Günthersdorf - Mit lautem Getöse donnert ein tonnenschwerer Sattelzug nach dem anderen nur wenige Meter am Kopf der Arbeiter vorbei. Mit geballter Kraft wuchten gleich mehrere Männer den Querbalken der neuen Mittelleitplanke auf der Autobahn 9 zwischen Großkugel und Günthersdorf an ihren künftigen Bestimmungsort und fixieren ihn dort. „Wir versprechen uns durch die neuen Leitplanken deutlich mehr Sicherheit im Falle eines Aufpralls“, erklärt Anke Hawemann, die mit den seit April laufenden Sanierungsarbeiten betraute Ingenieurin bei der Landesstraßenbaubehörde.
Die Schutzplanken sind auf der Autobahnbaustelle eigentlich nur Beiwerk. Denn gesperrt ist das 3,5 Kilometer lange Teilstück in Richtung Süden, weil fünf marode Brückenbauwerke saniert werden müssen. „Wir nutzen solche Baustellen natürlich gleich auch dafür, bei den Leitplanken nachzurüsten“, sagt Hawemann. Stück für Stück entstehen die neuen Einrichtungen so im ganzen Land.
Neue Leitplanken auf der A9 bei Günthersdorf sind deutlich höher
Die neuen Planken fallen sofort auf. Sie sind deutlich höher und wirken richtig massiv. Zum Teil erinnern sie an die Schutzvorrichtungen an Rennstrecken. Eigentlich fehlen nur noch die Reifenstapel. „Obwohl die Leitplanken so wuchtig aussehen, nehmen sie bei Unfällen weiterhin viel Verformungsenergie auf und können so Schlimmeres verhindern“, betont Uwe Langkammer, Präsident des Landesstraßenbaubehörde Sachsen-Anhalt.

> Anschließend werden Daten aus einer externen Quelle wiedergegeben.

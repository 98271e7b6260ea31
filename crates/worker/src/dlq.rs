// SPDX-License-Identifier: BUSL-1.1
// Copyright (c) 2026 Alfred Jean LLC

//! Dead-letter routing.
//!
//! Exhausted or unrecoverable failures are copied onto the configured DLQ
//! with provenance before the source job is finalized. The enqueue runs
//! first so a crash between the two steps resurfaces as a stall and
//! retries the routing; the deterministic dedup id keeps it single-shot.

use crate::WorkerError;
use grist_core::job::{DlqMeta, Job, DLQ_META_FIELD};
use grist_core::opts::JobOpts;
use grist_scripts::{AddJobArgs, StateEngine};
use serde_json::Value;

/// Build the dead-letter copy of `job`.
///
/// `job` must already carry this attempt's failure (reason and stacktrace
/// ring) and `attempts_made` counting the current attempt.
pub fn dead_letter_payload(job: &Job, source_queue: &str, now: u64) -> (Value, JobOpts) {
    let meta = DlqMeta {
        source_queue: source_queue.to_string(),
        original_job_id: job.id.clone(),
        failed_reason: job.failed_reason.clone().unwrap_or_default(),
        stacktrace: job.stacktrace.clone(),
        attempts_made: job.attempts_made,
        dead_lettered_at: now,
        original_timestamp: job.timestamp,
        original_opts: job.opts.clone(),
    };

    let mut data = match &job.data {
        Value::Object(map) => map.clone(),
        other => {
            let mut map = serde_json::Map::new();
            if !other.is_null() {
                map.insert("payload".to_string(), other.clone());
            }
            map
        }
    };
    // Serialization of DlqMeta cannot fail: every field is a plain value.
    data.insert(
        DLQ_META_FIELD.to_string(),
        serde_json::to_value(&meta).unwrap_or(Value::Null),
    );

    let mut opts = JobOpts::default();
    // Routing may rerun after a stall; the dedup marker keeps one copy.
    opts.deduplication_id = Some(format!("dlq:{source_queue}:{}", job.id));

    (Value::Object(data), opts)
}

/// Enqueue the dead-letter copy of `job`; returns the DLQ job id.
pub async fn route_to_dlq(
    engine: &StateEngine,
    dlq_name: &str,
    job: &Job,
    now: u64,
) -> Result<String, WorkerError> {
    let source_queue = engine.keys().queue().to_string();
    let (data, opts) = dead_letter_payload(job, &source_queue, now);

    let dlq_engine = engine.sibling(dlq_name);
    let args = AddJobArgs::new(job.name.clone(), data, opts);
    let dlq_id = dlq_engine.add_job(&args, now).await?;
    tracing::warn!(
        queue = %source_queue,
        job_id = %job.id,
        dlq = dlq_name,
        dlq_job_id = %dlq_id,
        reason = %job.failed_reason.as_deref().unwrap_or(""),
        "dead lettered"
    );
    Ok(dlq_id)
}

#[cfg(test)]
#[path = "dlq_tests.rs"]
mod tests;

Neue Leitplanken auf der A9 bei Günthersdorf: Schutz vor gefährlichen Geschossen
Jede Woche ereignen sich in Deutschland schwere Unfälle auf Autobahnen, bei denen Fahrzeuge die Mittelleitplanke durchbrechen beziehungsweise die Schutzeinrichtung in Einzelteile zerlegen. Letztere können sich durch die Wucht des Aufpralls in gefährliche Geschosse verwandeln.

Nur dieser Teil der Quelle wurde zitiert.